====== Source data ======
//! End-to-end calculation memories through the public API.

use wirecalc_core::calculations::conductor::{select_feeder, select_feeder_for, select_ground_for};
use wirecalc_core::calculations::current::{nominal_current, EquipmentRating, EquipmentSource};
use wirecalc_core::calculations::raceway::{spaced_tray_width, triangular_tray_width, RacewayDetail};
use wirecalc_core::conductors::{Calibre, ConductorMaterial, TemperatureRating};
use wirecalc_core::equations::Equation;
use wirecalc_core::installation::{RacewayMethod, Topology, VoltageReference};
use wirecalc_core::nom_factors::EquipmentCategory;
use wirecalc_core::units::{Amperes, Volts, Watts};
use wirecalc_core::tables::{GroupingFactorRow, TemperatureFactorRow};
use wirecalc_core::{
    calculate_memory, nom_tables, CalcError, CircuitInput, GlobalSettings, LookupTables, Stage, TableSet,
};

fn circuit(label: &str, equipment: EquipmentSource, topology: Topology, voltage: f64) -> CircuitInput {
    CircuitInput {
        label: label.to_string(),
        equipment,
        category: EquipmentCategory::Load,
        topology,
        voltage: Volts(voltage),
        voltage_reference: None,
        state: "Aguascalientes".to_string(),
        raceway: RacewayMethod::ConduitPvc,
        breaker_a: 100.0,
        length_m: 10.0,
        material: ConductorMaterial::Copper,
        parallel_per_phase: 1,
        raceways: 1,
        max_voltage_drop_percent: None,
        temperature_override: None,
        control_cable_diameters_mm: Vec::new(),
        drop_method: None,
    }
}

fn manual_amperes(a: f64) -> EquipmentSource {
    EquipmentSource::Manual(EquipmentRating::Amperage { amperes: Amperes(a) })
}

fn catalog(key: &str) -> EquipmentSource {
    EquipmentSource::Catalog { key: key.to_string() }
}

fn assert_close(actual: f64, expected: f64, tol: f64) {
    assert!((actual - expected).abs() < tol, "expected {expected}, got {actual}");
}

/// Bundled tables with every temperature and grouping factor at 1.0
fn unity_tables() -> TableSet {
    let mut tables = TableSet::nom_reference();
    tables.temperature_factors = vec![TemperatureFactorRow {
        ambient_min_c: -40,
        ambient_max_c: 80,
        factor_60: Some(1.0),
        factor_75: Some(1.0),
        factor_90: Some(1.0),
    }];
    tables.grouping_factors = vec![GroupingFactorRow {
        min_conductors: 1,
        max_conductors: None,
        factor: 1.0,
    }];
    tables
}

#[test]
fn manual_amperage_50a_pvc() {
    // F_u is fixed by category (1.25 for a load), so a 40 A nameplate gives
    // the 50 A design current once the table factors are unity.
    let tables = unity_tables();
    let input = circuit("C-50", manual_amperes(40.0), Topology::SinglePhase, 127.0);
    let report = calculate_memory(&tables, &input, &GlobalSettings::default()).unwrap();

    assert_eq!(report.nominal_current, Amperes(40.0));
    assert_eq!(report.temperature_rating, TemperatureRating::C60);
    assert_eq!(report.adjustment.usage_factor, 1.25);
    assert_eq!(report.adjustment.temperature_factor, 1.0);
    assert_eq!(report.adjustment.grouping_factor, 1.0);
    assert_close(report.adjustment.adjusted.0, 50.0, 1e-9);

    // the 55 A row is the first to carry 50 A
    assert_eq!(report.feeder.conductor.calibre, Calibre::Awg6);
    assert_eq!(report.feeder.ampacity_a, 55.0);
    assert_eq!(report.ground.conductor.calibre, Calibre::Awg8);
    assert_eq!(report.ground.breaker_ceiling_a, 100.0);
    assert!(!report.ground.fell_back_to_copper);
    assert!(report.compliant);

    // a 50 A nameplate carries the usage factor on top: 62.5 A → 70 A row
    let input = circuit("C-50b", manual_amperes(50.0), Topology::SinglePhase, 127.0);
    let report = calculate_memory(&tables, &input, &GlobalSettings::default()).unwrap();
    assert_close(report.adjustment.adjusted.0, 62.5, 1e-9);
    assert_eq!(report.feeder.conductor.calibre, Calibre::Awg4);
    assert_eq!(report.feeder.ampacity_a, 70.0);
}

#[test]
fn bundled_60c_row_for_50a() {
    let rows = nom_tables()
        .ampacity_table(RacewayMethod::ConduitPvc, ConductorMaterial::Copper, TemperatureRating::C60)
        .unwrap();
    let feeder = select_feeder(rows, Amperes(50.0), 1).unwrap();
    assert_eq!(feeder.conductor.calibre, Calibre::Awg6);
    assert_eq!(feeder.ampacity_a, 55.0);
}

#[test]
fn wye_described_either_way_gives_same_memory() {
    let power = || {
        EquipmentSource::Manual(EquipmentRating::Power {
            power: Watts(37_300.0),
            power_factor: 0.86,
        })
    };
    let mut ff = circuit("M-FF", power(), Topology::Wye, 440.0);
    ff.state = "Querétaro".to_string();
    ff.length_m = 80.0;
    ff.voltage_reference = Some(VoltageReference::PhaseToPhase);
    let mut fn_ = ff.clone();
    fn_.label = "M-FN".to_string();
    fn_.voltage = Volts(254.0);
    fn_.voltage_reference = Some(VoltageReference::PhaseToNeutral);
    let mut unset = ff.clone();
    unset.voltage_reference = None;

    let settings = GlobalSettings::default();
    let a = calculate_memory(nom_tables(), &ff, &settings).unwrap();
    let b = calculate_memory(nom_tables(), &fn_, &settings).unwrap();
    let c = calculate_memory(nom_tables(), &unset, &settings).unwrap();

    // 254 V is 440 / √3 rounded to the volt
    let rel = |x: f64, y: f64| (x - y).abs() / y;
    assert!(rel(b.nominal_current.0, a.nominal_current.0) < 1e-3);
    assert!(rel(b.voltage_drop.percent, a.voltage_drop.percent) < 1e-3);
    assert_eq!(a.feeder.conductor.calibre, b.feeder.conductor.calibre);
    assert_eq!(a.raceway.size_label, b.raceway.size_label);
    assert_eq!(b.voltage_drop.reference, VoltageReference::PhaseToNeutral);
    assert_eq!(a.voltage_drop.reference, VoltageReference::PhaseToNeutral);

    assert_eq!(c.nominal_current, a.nominal_current);
    assert_eq!(c.voltage_drop, a.voltage_drop);
}

#[test]
fn catalog_harmonic_filter() {
    let mut input = circuit("AHF-01", catalog("ahf-100"), Topology::Delta, 480.0);
    input.state = "Nuevo Leon".to_string();
    input.raceway = RacewayMethod::ConduitSteelThin;
    input.breaker_a = 150.0;
    input.length_m = 35.0;

    let report = calculate_memory(nom_tables(), &input, &GlobalSettings::default()).unwrap();

    assert_eq!(report.equipment.category, EquipmentCategory::Filter);
    assert_eq!(report.equipment.description, "Active harmonic filter 100 A");
    assert_eq!(report.nominal_current, Amperes(100.0));
    assert_eq!(report.temperature_rating, TemperatureRating::C60);
    assert_eq!(report.ambient_c, 40);

    let adj = &report.adjustment;
    assert_eq!(adj.usage_factor, 1.35);
    assert_eq!(adj.temperature_factor, 0.82);
    assert_eq!(adj.grouping_factor, 0.70);
    assert_close(adj.adjusted.0, 100.0 * 1.35 / (0.82 * 0.70), 1e-9);

    assert_eq!(report.feeder.conductor.calibre, Calibre::Kcmil300);
    assert_eq!(report.ground.conductor.calibre, Calibre::Awg6);
    assert!(matches!(report.raceway.detail, RacewayDetail::Conduit { .. }));
    assert!(report.raceway.capacity >= report.raceway.required);

    let eqs: Vec<Equation> = report.equations.iter().map(|u| u.equation).collect();
    assert!(!eqs.contains(&Equation::NominalCurrentThreePhase));
    assert!(eqs.contains(&Equation::ConduitFill));
}

#[test]
fn three_phase_power_input() {
    let equipment = EquipmentSource::Manual(EquipmentRating::Power {
        power: Watts(37_300.0),
        power_factor: 0.86,
    });
    let mut input = circuit("M-1", equipment, Topology::Wye, 440.0);
    input.state = "Querétaro".to_string();

    let report = calculate_memory(nom_tables(), &input, &GlobalSettings::default()).unwrap();

    let expected = 37_300.0 / (3f64.sqrt() * 440.0 * 0.86);
    assert_close(report.nominal_current.0, expected, 1e-9);
    assert_eq!(report.adjustment.grouping_factor, 0.60);
    assert!(report.feeder.ampacity_a >= report.feeder.per_conductor_current.0);

    let eqs: Vec<Equation> = report.equations.iter().map(|u| u.equation).collect();
    assert_eq!(eqs.first(), Some(&Equation::NominalCurrentThreePhase));

    let direct = nominal_current(
        &EquipmentRating::Power {
            power: Watts(37_300.0),
            power_factor: 0.86,
        },
        Topology::Wye,
        Volts(440.0),
    )
    .unwrap();
    assert_eq!(direct, report.nominal_current);
}

#[test]
fn spaced_tray_transformer() {
    let mut input = circuit("TR-01", catalog("TR-112.5"), Topology::Delta, 480.0);
    input.state = "Nuevo León".to_string();
    input.raceway = RacewayMethod::SpacedTray;
    input.breaker_a = 175.0;
    input.length_m = 45.0;
    input.control_cable_diameters_mm = vec![12.5];

    let report = calculate_memory(nom_tables(), &input, &GlobalSettings::default()).unwrap();

    // Above 100 A the 75 °C column applies
    assert_eq!(report.temperature_rating, TemperatureRating::C75);
    assert_eq!(report.adjustment.grouping_factor, 1.0);
    assert_eq!(report.adjustment.temperature_factor, 0.88);

    match report.raceway.detail {
        RacewayDetail::SpacedTray {
            conductor_count,
            phase_diameter_mm,
            ground_diameter_mm,
            control_diameter_sum_mm,
        } => {
            assert_eq!(conductor_count, 3);
            assert_eq!(control_diameter_sum_mm, 12.5);
            let width = spaced_tray_width(3, phase_diameter_mm, &[12.5], ground_diameter_mm);
            assert_close(report.raceway.required, width, 1e-9);
        }
        other => panic!("expected spaced tray detail, got {other:?}"),
    }
    assert!(report.raceway.capacity >= report.raceway.required);
    assert!(report
        .equations
        .iter()
        .any(|u| u.equation == Equation::SpacedTrayWidth));
}

#[test]
fn triangular_tray_parallel_sets() {
    let mut input = circuit("AHF-02", catalog("AHF-300"), Topology::Wye, 480.0);
    input.state = "Sonora".to_string();
    input.raceway = RacewayMethod::TriangularTray;
    input.breaker_a = 400.0;
    input.length_m = 60.0;
    input.parallel_per_phase = 2;

    let report = calculate_memory(nom_tables(), &input, &GlobalSettings::default()).unwrap();

    assert_eq!(report.temperature_rating, TemperatureRating::C75);
    assert_close(report.adjustment.adjusted.0, 300.0 * 1.35 / 0.82, 1e-9);
    assert_eq!(report.feeder.parallel_per_phase, 2);
    assert_eq!(report.feeder.conductor.calibre, Calibre::Awg4_0);
    assert_eq!(report.ground.conductor.calibre, Calibre::Awg3);

    match report.raceway.detail {
        RacewayDetail::TriangularTray {
            parallel_per_tray,
            phase_diameter_mm,
            ground_diameter_mm,
            ..
        } => {
            assert_eq!(parallel_per_tray, 2);
            let width = triangular_tray_width(2, phase_diameter_mm, &[], ground_diameter_mm);
            assert_close(report.raceway.required, width, 1e-9);
        }
        other => panic!("expected triangular tray detail, got {other:?}"),
    }
}

#[test]
fn failures_carry_their_stage() {
    let settings = GlobalSettings::default();

    let input = circuit("X", catalog("NOPE-1"), Topology::SinglePhase, 220.0);
    let err = calculate_memory(nom_tables(), &input, &settings).unwrap_err();
    assert_eq!(err.stage(), Some(Stage::NominalCurrent));
    assert!(matches!(err.root_cause(), CalcError::LookupMiss { .. }));

    let mut input = circuit("X", manual_amperes(10.0), Topology::SinglePhase, 220.0);
    input.breaker_a = 7000.0;
    let err = calculate_memory(nom_tables(), &input, &settings).unwrap_err();
    assert_eq!(err.stage(), Some(Stage::GroundConductor));
    assert!(err.to_string().starts_with("step 7 (ground conductor selection):"));

    let mut input = circuit("X", manual_amperes(10.0), Topology::SinglePhase, 220.0);
    input.length_m = 0.0;
    let err = calculate_memory(nom_tables(), &input, &settings).unwrap_err();
    assert_eq!(err.stage(), Some(Stage::Validation));
    assert_eq!(err.error_code(), "INVALID_LENGTH");

    // 1500 A per phase exceeds every single conductor
    let input = circuit("X", manual_amperes(1500.0), Topology::SinglePhase, 220.0);
    let err = calculate_memory(nom_tables(), &input, &settings).unwrap_err();
    assert_eq!(err.stage(), Some(Stage::FeederConductor));
}

#[test]
fn aluminum_ground_falls_back_to_copper() {
    let mut input = circuit("AL-1", manual_amperes(20.0), Topology::SinglePhase, 220.0);
    input.material = ConductorMaterial::Aluminum;
    input.breaker_a = 40.0;

    let report = calculate_memory(nom_tables(), &input, &GlobalSettings::default()).unwrap();
    assert_eq!(report.feeder.conductor.material, ConductorMaterial::Aluminum);
    assert_eq!(report.ground.conductor.material, ConductorMaterial::Copper);
    assert_eq!(report.ground.conductor.calibre, Calibre::Awg10);
    assert!(report.ground.fell_back_to_copper);

    let direct = select_ground_for(nom_tables(), 150.0, ConductorMaterial::Aluminum).unwrap();
    assert_eq!(direct.conductor.material, ConductorMaterial::Aluminum);
    assert!(!direct.fell_back_to_copper);
}

#[test]
fn selected_feeder_carries_its_share() {
    let tables = nom_tables();
    for method in RacewayMethod::ALL {
        for rating in [TemperatureRating::C75, TemperatureRating::C90] {
            let rows = tables
                .ampacity_table(method, ConductorMaterial::Copper, rating)
                .unwrap();
            for parallel in 1..=3u32 {
                for amps in [12.0, 48.0, 99.0, 180.0, 333.0, 760.0] {
                    let Ok(feeder) = select_feeder_for(
                        tables,
                        Amperes(amps),
                        parallel,
                        method,
                        ConductorMaterial::Copper,
                        rating,
                    ) else {
                        continue;
                    };
                    let share = amps / parallel as f64;
                    assert!(feeder.ampacity_a >= share);
                    assert_close(feeder.per_conductor_current.0, share, 1e-9);
                    // No smaller row would have sufficed
                    let index = rows
                        .iter()
                        .position(|r| r.conductor.calibre == feeder.conductor.calibre)
                        .unwrap();
                    if index > 0 {
                        assert!(rows[index - 1].capacity_a < share);
                    }
                }
            }
        }
    }
}

#[test]
fn tables_from_json_give_same_memory() {
    let json = serde_json::to_string(nom_tables()).unwrap();
    let tables = TableSet::from_json(&json).unwrap();
    let input = circuit("C-1", manual_amperes(50.0), Topology::SinglePhase, 220.0);

    let bundled = calculate_memory(nom_tables(), &input, &GlobalSettings::default()).unwrap();
    let loaded = calculate_memory(&tables, &input, &GlobalSettings::default()).unwrap();
    assert_eq!(bundled, loaded);
}

#[test]
fn circuits_share_tables_across_threads() {
    let tables = nom_tables();
    let settings = GlobalSettings::default();
    let currents = [20.0, 45.0, 80.0, 140.0];

    let reports: Vec<_> = std::thread::scope(|scope| {
        let handles: Vec<_> = currents
            .iter()
            .map(|a| {
                let input = circuit("P", manual_amperes(*a), Topology::Wye, 220.0);
                let settings = &settings;
                scope.spawn(move || calculate_memory(tables, &input, settings).unwrap())
            })
            .collect();
        handles.into_iter().map(|h| h.join().unwrap()).collect()
    });

    for (report, a) in reports.iter().zip(currents) {
        let serial = calculate_memory(tables, &circuit("P", manual_amperes(a), Topology::Wye, 220.0), &settings).unwrap();
        assert_eq!(report, &serial);
    }
}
======
• Aim of the task
Each line holding the word "every" must be copied from the data.

• Finished task
/// Bundled tables with every temperature and grouping factor at 1.0
    // 1500 A per phase exceeds every single conductor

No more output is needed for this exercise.